Will the stock market crash this year? We really don't know.
What we do know is that stocks are largely overvalued right now, and that there's reason to expect volatility in the coming months. A slower than expected vaccine rollout, coronavirus surges, and spiking jobless claims could impact the stock market in a very meaningful way. As such, it's a good idea for investors to brace for the possibility of a stock market crash and do their part to prepare for it. That means loading up on emergency savings and making sure they're invested appropriately given the potential for a near-term decline. And with regard to the latter, dividend stocks are actually a pretty good bet. Here's why.
1. You'll have income coming in even when stock values are down
When stock values tumble, it's important to have cash on hand. The reason? If you're forced to liquidate stocks when they're down, you'll lock in losses. If you leave your investments alone, you may not lose a dime. The good thing about dividend stocks is that they generally keep paying consistently even when the market is down, so if you need money, you can use your dividend payments as an income source instead of reinvesting them.
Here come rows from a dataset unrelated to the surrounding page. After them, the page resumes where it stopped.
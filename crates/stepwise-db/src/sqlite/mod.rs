pub(crate) mod migrations;
pub mod queries;

use std::path::Path;
use std::sync::{Arc, Mutex};

use async_trait::async_trait;
use rusqlite::Connection;
use stepwise_core::{InfoExchange, Run, Subtask, ValidationReport};
use tracing::debug;

use crate::{DbError, Store};

/// Converts `rusqlite::Result<T>` into `Result<T, DbError>` so query code can
/// use `.to_db()?`.
pub(crate) trait SqliteResultExt<T> {
    fn to_db(self) -> Result<T, DbError>;
}

impl<T> SqliteResultExt<T> for rusqlite::Result<T> {
    fn to_db(self) -> Result<T, DbError> {
        self.map_err(map_sqlite_err)
    }
}

pub(crate) fn map_sqlite_err(e: rusqlite::Error) -> DbError {
    DbError::Internal(e.to_string())
}

/// Map a missing row to `NotFound(what)`, anything else to `Internal`.
pub(crate) fn not_found(what: String) -> impl FnOnce(rusqlite::Error) -> DbError {
    move |e| match e {
        rusqlite::Error::QueryReturnedNoRows => DbError::NotFound(what),
        other => map_sqlite_err(other),
    }
}

#[derive(Clone)]
pub struct SqliteStore {
    conn: Arc<Mutex<Connection>>,
}

impl SqliteStore {
    pub fn open_path(path: &Path) -> Result<Self, DbError> {
        if let Some(parent) = path.parent() {
            if !parent.as_os_str().is_empty() {
                std::fs::create_dir_all(parent)?;
            }
        }
        debug!("opening sqlite store at {}", path.display());
        let conn = Connection::open(path).to_db()?;
        conn.execute_batch(
            "PRAGMA journal_mode=WAL;
             PRAGMA foreign_keys=ON;
             PRAGMA busy_timeout=5000;",
        )
        .to_db()?;
        let store = Self {
            conn: Arc::new(Mutex::new(conn)),
        };
        store.run_migrations()?;
        Ok(store)
    }

    pub fn open_in_memory() -> Result<Self, DbError> {
        let conn = Connection::open_in_memory().to_db()?;
        conn.execute_batch("PRAGMA foreign_keys=ON;").to_db()?;
        let store = Self {
            conn: Arc::new(Mutex::new(conn)),
        };
        store.run_migrations()?;
        Ok(store)
    }

    pub fn open_default() -> Result<Self, DbError> {
        Self::open_path(&crate::data_dir().join("stepwise.db"))
    }

    pub(crate) fn with_conn<F, T>(&self, f: F) -> Result<T, DbError>
    where
        F: FnOnce(&mut Connection) -> Result<T, DbError>,
    {
        let mut conn = self
            .conn
            .lock()
            .map_err(|_| DbError::Internal("lock poisoned".into()))?;
        f(&mut conn)
    }

    fn run_migrations(&self) -> Result<(), DbError> {
        self.with_conn(|conn| migrations::run(conn))
    }
}

/// Run a sync query method on the blocking pool.
async fn blocking<T, F>(f: F) -> Result<T, DbError>
where
    F: FnOnce() -> Result<T, DbError> + Send + 'static,
    T: Send + 'static,
{
    tokio::task::spawn_blocking(f)
        .await
        .map_err(|e| DbError::Internal(e.to_string()))?
}

#[async_trait]
impl Store for SqliteStore {
    // -- Runs --
    async fn create_run(&self, run: &Run) -> Result<(), DbError> {
        let db = self.clone();
        let run = run.clone();
        blocking(move || db.create_run_sync(&run)).await
    }
    async fn get_run(&self, id: &str) -> Result<Run, DbError> {
        let db = self.clone();
        let id = id.to_string();
        blocking(move || db.get_run_sync(&id)).await
    }
    async fn update_run(&self, run: &Run) -> Result<(), DbError> {
        let db = self.clone();
        let run = run.clone();
        blocking(move || db.update_run_sync(&run)).await
    }
    async fn list_runs(&self) -> Result<Vec<Run>, DbError> {
        let db = self.clone();
        blocking(move || db.list_runs_sync()).await
    }
    async fn delete_run(&self, id: &str) -> Result<(), DbError> {
        let db = self.clone();
        let id = id.to_string();
        blocking(move || db.delete_run_sync(&id)).await
    }

    // -- Subtasks --
    async fn save_subtask(&self, subtask: &Subtask) -> Result<(), DbError> {
        let db = self.clone();
        let subtask = subtask.clone();
        blocking(move || db.save_subtask_sync(&subtask)).await
    }
    async fn get_subtask(&self, id: &str) -> Result<Subtask, DbError> {
        let db = self.clone();
        let id = id.to_string();
        blocking(move || db.get_subtask_sync(&id)).await
    }
    async fn list_subtasks(&self, run_id: &str) -> Result<Vec<Subtask>, DbError> {
        let db = self.clone();
        let run_id = run_id.to_string();
        blocking(move || db.list_subtasks_sync(&run_id)).await
    }

    // -- Validation reports --
    async fn append_validation_report(
        &self,
        subtask_id: &str,
        report: &ValidationReport,
    ) -> Result<(), DbError> {
        let db = self.clone();
        let subtask_id = subtask_id.to_string();
        let report = report.clone();
        blocking(move || db.append_validation_report_sync(&subtask_id, &report)).await
    }
    async fn list_validation_reports(
        &self,
        subtask_id: &str,
    ) -> Result<Vec<ValidationReport>, DbError> {
        let db = self.clone();
        let subtask_id = subtask_id.to_string();
        blocking(move || db.list_validation_reports_sync(&subtask_id)).await
    }

    // -- Info exchanges --
    async fn append_info_exchange(&self, exchange: &InfoExchange) -> Result<(), DbError> {
        let db = self.clone();
        let exchange = exchange.clone();
        blocking(move || db.append_info_exchange_sync(&exchange)).await
    }
    async fn list_info_exchanges(&self, subtask_id: &str) -> Result<Vec<InfoExchange>, DbError> {
        let db = self.clone();
        let subtask_id = subtask_id.to_string();
        blocking(move || db.list_info_exchanges_sync(&subtask_id)).await
    }
}

#[cfg(test)]
mod tests {
    use super::*;

    #[test]
    fn open_in_memory_runs_migrations() {
        let db = SqliteStore::open_in_memory().unwrap();
        db.with_conn(|conn| {
            let count: i64 = conn
                .query_row(
                    "SELECT count(*) FROM sqlite_master WHERE type = 'table'
                     AND name IN ('runs', 'subtasks', 'validation_reports', 'info_exchanges')",
                    [],
                    |row| row.get(0),
                )
                .to_db()?;
            assert_eq!(count, 4);
            Ok(())
        })
        .unwrap();
    }

    #[test]
    fn open_path_creates_file_and_parent() {
        let tmp = tempfile::tempdir().unwrap();
        let db_path = tmp.path().join("nested").join("stepwise.db");
        assert!(!db_path.exists());

        let _db = SqliteStore::open_path(&db_path).unwrap();
        assert!(db_path.exists());
    }

    #[test]
    fn migrations_are_idempotent() {
        let tmp = tempfile::tempdir().unwrap();
        let db_path = tmp.path().join("stepwise.db");
        drop(SqliteStore::open_path(&db_path).unwrap());
        SqliteStore::open_path(&db_path).unwrap();
    }
}
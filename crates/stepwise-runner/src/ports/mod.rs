pub mod claude_cli;
pub mod console;
pub mod mock;
pub mod workspace_tools;

use std::sync::Arc;

use anyhow::Result;
use async_trait::async_trait;
use serde_json::{Map, Value};
use stepwise_core::{Purpose, ToolSpec};
use stepwise_db::Store;
use stepwise_prompts::ReasoningContext;

/// Request/response contract to the reasoning backend.
///
/// Implementations are stateless from the core's point of view. Timeouts are
/// the implementation's business; a timeout is reported like any other
/// error.
#[async_trait]
pub trait ReasoningPort: Send + Sync {
    /// Human-readable backend name for logging.
    fn name(&self) -> &str;

    /// Run once before a run starts.
    async fn preflight_check(&self) -> Result<()> {
        Ok(())
    }

    /// Return the raw response text for `purpose`. Parsing is the caller's
    /// job.
    async fn complete(&self, purpose: Purpose, context: &ReasoningContext) -> Result<String>;
}

/// Outcome of a tool invocation. A failed outcome is a tool-side failure,
/// not a port error.
#[derive(Debug, Clone, PartialEq)]
pub struct ToolOutcome {
    pub success: bool,
    pub payload: Option<String>,
    pub error: Option<String>,
}

impl ToolOutcome {
    pub fn ok(payload: impl Into<String>) -> Self {
        Self {
            success: true,
            payload: Some(payload.into()),
            error: None,
        }
    }

    pub fn err(error: impl Into<String>) -> Self {
        Self {
            success: false,
            payload: None,
            error: Some(error.into()),
        }
    }
}

/// Request/response contract to the tool gateway.
#[async_trait]
pub trait ToolPort: Send + Sync {
    async fn list_tools(&self) -> Result<Vec<ToolSpec>>;

    async fn invoke(&self, tool: &str, params: &Map<String, Value>) -> Result<ToolOutcome>;
}

/// Synchronous human interaction.
#[async_trait]
pub trait ConfirmationPort: Send + Sync {
    async fn prompt(&self, text: &str) -> Result<String>;

    async fn confirm(&self, text: &str) -> Result<bool>;

    /// Returns one of `options`.
    async fn select(&self, text: &str, options: &[String]) -> Result<String>;

    async fn display(&self, payload: &str) -> Result<()>;
}

/// Every collaborator the orchestration core talks to.
#[derive(Clone)]
pub struct Ports {
    pub reasoning: Arc<dyn ReasoningPort>,
    pub tools: Arc<dyn ToolPort>,
    pub confirmation: Arc<dyn ConfirmationPort>,
    pub store: Arc<dyn Store>,
}
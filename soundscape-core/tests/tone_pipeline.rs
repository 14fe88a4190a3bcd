//! The reference scenario: a 300 s synthetic recording at 48 kHz carrying a
//! pure 5 kHz tone (inside the biological band) must classify as strongly
//! biophonic in every segment the default policy selects.

use soundscape_core::{
    segment, Denoiser, IndexCalculator, NoiseProfile, PipelineConfig,
};

#[test]
fn pure_biological_tone_scores_biophonic_in_every_segment() {
    let config = PipelineConfig::default();
    let rate = config.target_sample_rate;

    let len = 300 * rate as usize;
    let audio: Vec<f32> = (0..len)
        .map(|i| {
            let t = i as f32 / rate as f32;
            0.5 * (2.0 * std::f32::consts::PI * 5_000.0 * t).sin()
        })
        .collect();

    // A silent reference clip: zero power short-circuits denoising, so the
    // tone reaches the calculator untouched.
    let noise = NoiseProfile::from_samples(vec![0.0; rate as usize]);
    let denoiser = Denoiser::new(&config);
    let cleaned = denoiser.denoise(&audio, &noise);
    assert_eq!(cleaned, audio);

    let segments = segment::plan(cleaned.len(), &config);
    assert_eq!(segments.len(), 2, "default policy takes two segments");
    assert_eq!(segments[0].offset_secs(&config), 0.0);
    assert_eq!(segments[1].offset_secs(&config), 180.0);

    let calculator = IndexCalculator::new(&config);
    for seg in &segments {
        let set = calculator.compute(&cleaned[seg.range.clone()], rate);
        assert!(set.ndsi > 0.9, "segment {}: ndsi={}", seg.index, set.ndsi);
        assert!(set.mfc > 0.5, "segment {}: mfc={}", seg.index, set.mfc);
        assert!(set.adi >= 0.0);
        assert!((-1.0..=1.0).contains(&set.ndsi));
        assert!((0.0..=1.0).contains(&set.mfc));
    }
}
That could, in turn, allow you to keep your portfolio untapped.
2. You'll feel less stressed
There's something about the knowledge that you have money coming in that can make a stock market crash easier to deal with mentally. When you're stressed, you're more likely to make poor, rash decisions that cost you money, but when you're operating from a place of having peace of mind, you're more likely to make smart ones.
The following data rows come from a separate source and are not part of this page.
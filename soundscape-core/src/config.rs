//! Pipeline tuning knobs.
//!
//! Every constant the analysis depends on lives here rather than being baked
//! into the DSP code: the segment sampling policy, the denoiser's SNR target
//! and gate factor, and both STFT geometries. Defaults reproduce the field
//! deployment configuration (120 s segments, 60 s gaps, two segments per
//! file — at most the first 300 s of each recording is analyzed; that is the
//! sampling policy, not a limitation).

use serde::{Deserialize, Serialize};

/// Configuration for the whole pipeline.
#[derive(Debug, Clone, Serialize, Deserialize)]
#[serde(rename_all = "camelCase")]
#[serde(default)]
pub struct PipelineConfig {
    /// Analysis sample rate (Hz). Recordings and the noise reference are
    /// resampled to this before any DSP. Default: 48000.
    pub target_sample_rate: u32,
    /// Length of each analyzed segment in seconds. Default: 120.
    pub segment_secs: f64,
    /// Gap skipped between consecutive segments in seconds. Default: 60.
    pub skip_secs: f64,
    /// Maximum number of segments taken per recording. Default: 2.
    pub segments_per_file: usize,
    /// Target signal-to-noise ratio (dB) for the time-domain subtraction
    /// stage. Default: 18.
    pub snr_db: f64,
    /// Spectral-gate threshold multiplier applied to the reference clip's
    /// mean per-bin magnitude. Default: 1.2.
    pub gate_factor: f32,
    /// STFT window size for denoising. Default: 2048.
    pub denoise_fft_size: usize,
    /// STFT hop for denoising. Default: 512.
    pub denoise_hop: usize,
    /// Spectrogram window size for index computation. Default: 1024.
    pub index_fft_size: usize,
    /// Spectrogram overlap for index computation (hop = size − overlap).
    /// Default: 512.
    pub index_overlap: usize,
    /// Worker threads for the batch runner. 0 means one per available core.
    pub workers: usize,
    /// Wall-clock budget per recording in seconds; an over-budget file is
    /// recorded as failed, not retried. Default: 300.
    pub file_timeout_secs: u64,
}

impl Default for PipelineConfig {
    fn default() -> Self {
        Self {
            target_sample_rate: 48_000,
            segment_secs: 120.0,
            skip_secs: 60.0,
            segments_per_file: 2,
            snr_db: 18.0,
            gate_factor: 1.2,
            denoise_fft_size: 2048,
            denoise_hop: 512,
            index_fft_size: 1024,
            index_overlap: 512,
            workers: 0,
            file_timeout_secs: 300,
        }
    }
}

impl PipelineConfig {
    /// Segment length in samples at the configured rate.
    pub fn segment_samples(&self) -> usize {
        (self.segment_secs * self.target_sample_rate as f64) as usize
    }

    /// Inter-segment gap in samples at the configured rate.
    pub fn skip_samples(&self) -> usize {
        (self.skip_secs * self.target_sample_rate as f64) as usize
    }

    /// Spectrogram hop for index computation.
    pub fn index_hop(&self) -> usize {
        self.index_fft_size.saturating_sub(self.index_overlap).max(1)
    }

    /// Effective worker count (resolves `workers == 0` to the core count).
    pub fn effective_workers(&self) -> usize {
        if self.workers > 0 {
            return self.workers;
        }
        std::thread::available_parallelism()
            .map(|n| n.get())
            .unwrap_or(1)
    }

    /// Clamp out-of-range values to something the DSP can run with.
    ///
    /// Settings files are user-edited; a zero FFT size or negative duration
    /// must not reach the planner.
    pub fn normalize(&mut self) {
        self.target_sample_rate = self.target_sample_rate.clamp(8_000, 384_000);
        self.segment_secs = self.segment_secs.clamp(1.0, 3_600.0);
        self.skip_secs = self.skip_secs.clamp(0.0, 3_600.0);
        self.segments_per_file = self.segments_per_file.clamp(1, 1_000);
        self.snr_db = self.snr_db.clamp(-60.0, 120.0);
        self.gate_factor = self.gate_factor.clamp(0.0, 100.0);
        self.denoise_fft_size = self.denoise_fft_size.clamp(64, 1 << 16).next_power_of_two();
        self.denoise_hop = self.denoise_hop.clamp(1, self.denoise_fft_size);
        self.index_fft_size = self.index_fft_size.clamp(64, 1 << 16).next_power_of_two();
        self.index_overlap = self.index_overlap.min(self.index_fft_size - 1);
        self.file_timeout_secs = self.file_timeout_secs.max(1);
    }
}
3. You may experience less volatility in your portfolio
Companies that pay dividends consistently are also companies that tend to have staying power. As such, you may find that even if the market crashes, your dividend stocks do a better job of retaining their value.
How to find the right dividend stocks
There are several thousand dividend stocks you can choose to invest in, so how do you pick the right ones? Obviously, you can look at dividend yield -- the amount of money a company pays out in dividends relative to its share price. But a better bet may be to focus on what are known as dividend aristocrats -- S&P 500 companies that have not only consistently paid dividends for at least 25 years, but have increased them. There are several dozen companies that bear this distinction, so you can have a look and choose the ones that best align with your investing strategy (and your stock-buying budget, of course).
We don't know when the next stock market crash will happen, but if you invest in dividend stocks, you may not have to worry about it quite as much. Of course, it pays to hold dividend stocks even when you don't think a crash is imminent, but if you're worried that stock values are about to take a massive hit, dividend stocks are a really solid backup plan.